▽
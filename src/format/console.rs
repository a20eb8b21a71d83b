//! Human-readable console rendering.
//!
//! Every render method returns text instead of printing, and degrades to
//! [`NO_DATA_NOTICE`] when nothing is loaded.

use super::{Formatter, NO_DATA_NOTICE};
use crate::quality;
use crate::util::{display_seconds, excerpt};
use std::fmt::Write;

const BANNER_WIDTH: usize = 60;
const RULE_WIDTH: usize = 50;
const UNTITLED: &str = "Untitled";
const NO_URL: &str = "N/A";

impl Formatter {
    /// Fixed-width banner with query, response time and result count.
    pub fn render_summary(&self) -> String {
        let Some(response) = self.response() else {
            return notice();
        };

        let banner = "=".repeat(BANNER_WIDTH);
        let mut out = String::new();
        let _ = writeln!(out, "{banner}");
        let _ = writeln!(out, "🔍 Query: {}", response.query());
        let _ = writeln!(out, "⏱️  Response time: {}", display_seconds(response.response_time()));
        let _ = writeln!(out, "📊 Results: {}", response.results().len());
        let _ = writeln!(out, "{banner}");
        out
    }

    /// One block per result, in API order, with content cut to
    /// `max_content_length` characters.
    pub fn render_results(&self, max_content_length: usize) -> String {
        let Some(response) = self.response() else {
            return notice();
        };

        let rule = "-".repeat(RULE_WIDTH);
        let mut out = String::new();
        for (idx, result) in response.results().iter().enumerate() {
            let title = if result.title.is_empty() { UNTITLED } else { result.title.as_str() };
            let url = if result.url.is_empty() { NO_URL } else { result.url.as_str() };

            let _ = writeln!(out, "\n📄 [{}] {}", idx + 1, title);
            let _ = writeln!(out, "   🔗 {url}");
            let _ = writeln!(out, "   ⭐ Score: {:.4}", result.score);
            if !result.content.is_empty() {
                let _ = writeln!(out, "   📝 {}", excerpt(&result.content, max_content_length));
            }
            let _ = writeln!(out, "{rule}");
        }
        out
    }

    /// The AI answer block, empty when the response has none.
    pub fn render_answer(&self) -> String {
        match self.response().and_then(|r| r.answer()) {
            Some(answer) => format!("\n💡 AI answer:\n{answer}\n{}\n", "-".repeat(RULE_WIDTH)),
            None => String::new(),
        }
    }

    /// Numbered follow-up questions, empty when there are none.
    pub fn render_follow_ups(&self) -> String {
        let Some(response) = self.response() else {
            return String::new();
        };
        if response.follow_up_questions().is_empty() {
            return String::new();
        }

        let mut out = String::from("\n❓ Follow-up questions:\n");
        for (idx, question) in response.follow_up_questions().iter().enumerate() {
            let _ = writeln!(out, "   {}. {}", idx + 1, question);
        }
        out
    }

    pub fn render_quality(&self) -> String {
        match self.response() {
            Some(response) => quality::analyze_response(response).to_string(),
            None => notice(),
        }
    }

    /// Summary, answer, results, follow-ups and the quality report.
    pub fn render_full(&self, max_content_length: usize) -> String {
        if !self.is_loaded() {
            return notice();
        }

        let mut out = self.render_summary();
        out.push_str(&self.render_answer());
        out.push_str(&self.render_results(max_content_length));
        out.push_str(&self.render_follow_ups());
        out.push('\n');
        out.push_str(&self.render_quality());
        out
    }
}

fn notice() -> String {
    format!("{NO_DATA_NOTICE}\n")
}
△
▸ Exercise prompt
Retype exactly the lines from the one containing "response has none." through the end of the data. Add nothing.

▸ The answer
    /// The AI answer block, empty when the response has none.
    pub fn render_answer(&self) -> String {
        match self.response().and_then(|r| r.answer()) {
            Some(answer) => format!("\n💡 AI answer:\n{answer}\n{}\n", "-".repeat(RULE_WIDTH)),
            None => String::new(),
        }
    }

    /// Numbered follow-up questions, empty when there are none.
    pub fn render_follow_ups(&self) -> String {
        let Some(response) = self.response() else {
            return String::new();
        };
        if response.follow_up_questions().is_empty() {
            return String::new();
        }

        let mut out = String::from("\n❓ Follow-up questions:\n");
        for (idx, question) in response.follow_up_questions().iter().enumerate() {
            let _ = writeln!(out, "   {}. {}", idx + 1, question);
        }
        out
    }

    pub fn render_quality(&self) -> String {
        match self.response() {
            Some(response) => quality::analyze_response(response).to_string(),
            None => notice(),
        }
    }

    /// Summary, answer, results, follow-ups and the quality report.
    pub fn render_full(&self, max_content_length: usize) -> String {
        if !self.is_loaded() {
            return notice();
        }

        let mut out = self.render_summary();
        out.push_str(&self.render_answer());
        out.push_str(&self.render_results(max_content_length));
        out.push_str(&self.render_follow_ups());
        out.push('\n');
        out.push_str(&self.render_quality());
        out
    }
}

fn notice() -> String {
    format!("{NO_DATA_NOTICE}\n")
}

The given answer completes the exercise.